Exactly reproduce the lines from the top of the entries below through the line containing "confidence / reason", with both ends included.

:: Information ::

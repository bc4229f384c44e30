// ============================================================
// Layer 3 — Evidence Domain Types
// ============================================================
// How strongly does a chunk support a hypothesis? The language
// model answers that per (hypothesis, chunk) pair with a
// Judgment, and the pipeline collects them here:
//
//   Judgment        — confirmed / partial / confidence / reason
//   ValidatedChunk  — a chunk together with its judgment
//   EvidenceRecord  — every validated chunk for one hypothesis
//   Evidence        — all records of a run, in hypothesis order
//   Candidates      — retrieval output, before judgment
//
// Example:
//   Hypothesis: "Grouped-query attention shrinks the KV cache"
//   Chunk:      "GQA reduces memory bandwidth by sharing keys..."
//   Judgment:   confirmed=true, confidence=0.9

use serde::{Deserialize, Serialize};

use crate::domain::chunk::Chunk;

/// Reason recorded when a judge response could not be parsed.
pub const PARSE_ERROR_REASON: &str = "parse error";

/// Three-way classification of a judgment.
#[derive(Debug, Clone, Copy, PartialEq, Eq, Serialize, Deserialize)]
#[serde(rename_all = "snake_case")]
pub enum Support {
    Confirmed,
    Partial,
    Unconfirmed,
}

/// The judge's verdict for one (hypothesis, chunk) pair.
///
/// `confirmed` and `partial` are never both true and
/// `confidence` always lies in [0, 1]; every constructor,
/// including deserialisation, normalises to that shape.
#[derive(Debug, Clone, PartialEq, Serialize, Deserialize)]
#[serde(from = "JudgmentWire")]
pub struct Judgment {
    confirmed: bool,
    partial: bool,
    confidence: f64,
    reason: String,
}

/// Raw shape accepted from JSON before normalisation
#[derive(Deserialize)]
struct JudgmentWire {
    confirmed: bool,
    #[serde(default)]
    partial: bool,
    confidence: f64,
    #[serde(default)]
    reason: String,
}

impl From<JudgmentWire> for Judgment {
    fn from(w: JudgmentWire) -> Self {
        Judgment::new(w.confirmed, w.partial, w.confidence, w.reason)
    }
}

impl Judgment {
    /// Build a judgment. A confirmed judgment is never also partial,
    /// and NaN or out-of-range confidences are clamped into [0, 1].
    pub fn new(confirmed: bool, partial: bool, confidence: f64, reason: impl Into<String>) -> Self {
        let confidence = if confidence.is_nan() { 0.0 } else { confidence.clamp(0.0, 1.0) };
        Self {
            confirmed,
            partial: partial && !confirmed,
            confidence,
            reason: reason.into(),
        }
    }

    pub fn confirmed(confidence: f64, reason: impl Into<String>) -> Self {
        Self::new(true, false, confidence, reason)
    }

    pub fn partial(confidence: f64, reason: impl Into<String>) -> Self {
        Self::new(false, true, confidence, reason)
    }

    pub fn unconfirmed(confidence: f64, reason: impl Into<String>) -> Self {
        Self::new(false, false, confidence, reason)
    }

    /// The low-confidence judgment used when a judge response is malformed.
    pub fn parse_fallback() -> Self {
        Self::unconfirmed(0.1, PARSE_ERROR_REASON)
    }

    pub fn is_confirmed(&self) -> bool {
        self.confirmed
    }

    pub fn is_partial(&self) -> bool {
        self.partial
    }

    pub fn confidence(&self) -> f64 {
        self.confidence
    }

    pub fn reason(&self) -> &str {
        &self.reason
    }

    pub fn support(&self) -> Support {
        match (self.confirmed, self.partial) {
            (true, _)      => Support::Confirmed,
            (false, true)  => Support::Partial,
            (false, false) => Support::Unconfirmed,
        }
    }
}

/// A chunk paired with the judgment it received for one hypothesis.
#[derive(Debug, Clone, PartialEq, Serialize, Deserialize)]
pub struct ValidatedChunk {
    pub chunk: Chunk,
    pub judgment: Judgment,
}

/// All validated chunks gathered for one hypothesis.
#[derive(Debug, Clone, PartialEq, Serialize, Deserialize)]
pub struct EvidenceRecord {
    pub hypothesis: String,
    pub validated_chunks: Vec<ValidatedChunk>,
}

impl EvidenceRecord {
    pub fn new(hypothesis: impl Into<String>) -> Self {
        Self { hypothesis: hypothesis.into(), validated_chunks: Vec::new() }
    }

    pub fn confirmed_count(&self) -> usize {
        self.validated_chunks.iter().filter(|vc| vc.judgment.is_confirmed()).count()
    }
}

/// Mapping from hypothesis text to its evidence record.
///
/// Backed by a Vec so iteration follows hypothesis order; the
/// hypothesis text is the key (expansion queries never are).
#[derive(Debug, Clone, Default, PartialEq, Serialize, Deserialize)]
#[serde(transparent)]
pub struct Evidence {
    records: Vec<EvidenceRecord>,
}

impl Evidence {
    pub fn new() -> Self {
        Self::default()
    }

    /// Insert or replace the record for `record.hypothesis`.
    pub fn insert(&mut self, record: EvidenceRecord) {
        match self.records.iter_mut().find(|r| r.hypothesis == record.hypothesis) {
            Some(existing) => *existing = record,
            None           => self.records.push(record),
        }
    }

    pub fn get(&self, hypothesis: &str) -> Option<&EvidenceRecord> {
        self.records.iter().find(|r| r.hypothesis == hypothesis)
    }

    pub fn records(&self) -> &[EvidenceRecord] {
        &self.records
    }

    pub fn len(&self) -> usize {
        self.records.len()
    }

    pub fn is_empty(&self) -> bool {
        self.records.is_empty()
    }

    /// Confirmed validated chunks across every hypothesis.
    pub fn confirmed_count(&self) -> usize {
        self.records.iter().map(EvidenceRecord::confirmed_count).sum()
    }
}

impl FromIterator<EvidenceRecord> for Evidence {
    fn from_iter<I: IntoIterator<Item = EvidenceRecord>>(iter: I) -> Self {
        let mut evidence = Evidence::new();
        for record in iter {
            evidence.insert(record);
        }
        evidence
    }
}

/// Deduplicated retrieval results for one hypothesis, not yet judged.
#[derive(Debug, Clone, PartialEq, Serialize, Deserialize)]
pub struct Candidates {
    pub hypothesis: String,
    pub chunks: Vec<Chunk>,
}

// ─── Unit Tests ───────────────────────────────────────────────────────────────
#[cfg(test)]
mod tests {
    use super::*;

    #[test]
    fn test_confirmed_is_never_partial() {
        let j = Judgment::new(true, true, 0.8, "both flags set");
        assert!(j.is_confirmed());
        assert!(!j.is_partial());
        assert_eq!(j.support(), Support::Confirmed);
    }

    #[test]
    fn test_confidence_is_clamped() {
        assert_eq!(Judgment::confirmed(1.7, "").confidence(), 1.0);
        assert_eq!(Judgment::partial(-0.2, "").confidence(), 0.0);
        assert_eq!(Judgment::unconfirmed(f64::NAN, "").confidence(), 0.0);
    }

    #[test]
    fn test_parse_fallback_shape() {
        let j = Judgment::parse_fallback();
        assert_eq!(j.support(), Support::Unconfirmed);
        assert!((j.confidence() - 0.1).abs() < 1e-12);
        assert_eq!(j.reason(), "parse error");
    }

    #[test]
    fn test_deserialise_normalises() {
        let j: Judgment = serde_json::from_str(
            r#"{"confirmed": true, "partial": true, "confidence": 3.0}"#,
        )
        .unwrap();
        assert!(!j.is_partial());
        assert_eq!(j.confidence(), 1.0);
        assert_eq!(j.reason(), "");
    }

    #[test]
    fn test_evidence_keeps_hypothesis_order_and_replaces() {
        let mut ev = Evidence::new();
        ev.insert(EvidenceRecord::new("h1"));
        ev.insert(EvidenceRecord::new("h2"));

        let mut replacement = EvidenceRecord::new("h1");
        replacement.validated_chunks.push(ValidatedChunk {
            chunk:    Chunk::from_source("text", "paper"),
            judgment: Judgment::confirmed(0.9, "ok"),
        });
        ev.insert(replacement);

        let order: Vec<&str> = ev.records().iter().map(|r| r.hypothesis.as_str()).collect();
        assert_eq!(order, vec!["h1", "h2"]);
        assert_eq!(ev.confirmed_count(), 1);
        assert_eq!(ev.get("h1").unwrap().validated_chunks.len(), 1);
    }
}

:::

## Exercise answer
repository bc4229f384c44e30
// ============================================================
// Layer 3 — Evidence Domain Types
// ============================================================
// How strongly does a chunk support a hypothesis? The language
// model answers that per (hypothesis, chunk) pair with a
// Judgment, and the pipeline collects them here:
//
//   Judgment        — confirmed / partial / confidence / reason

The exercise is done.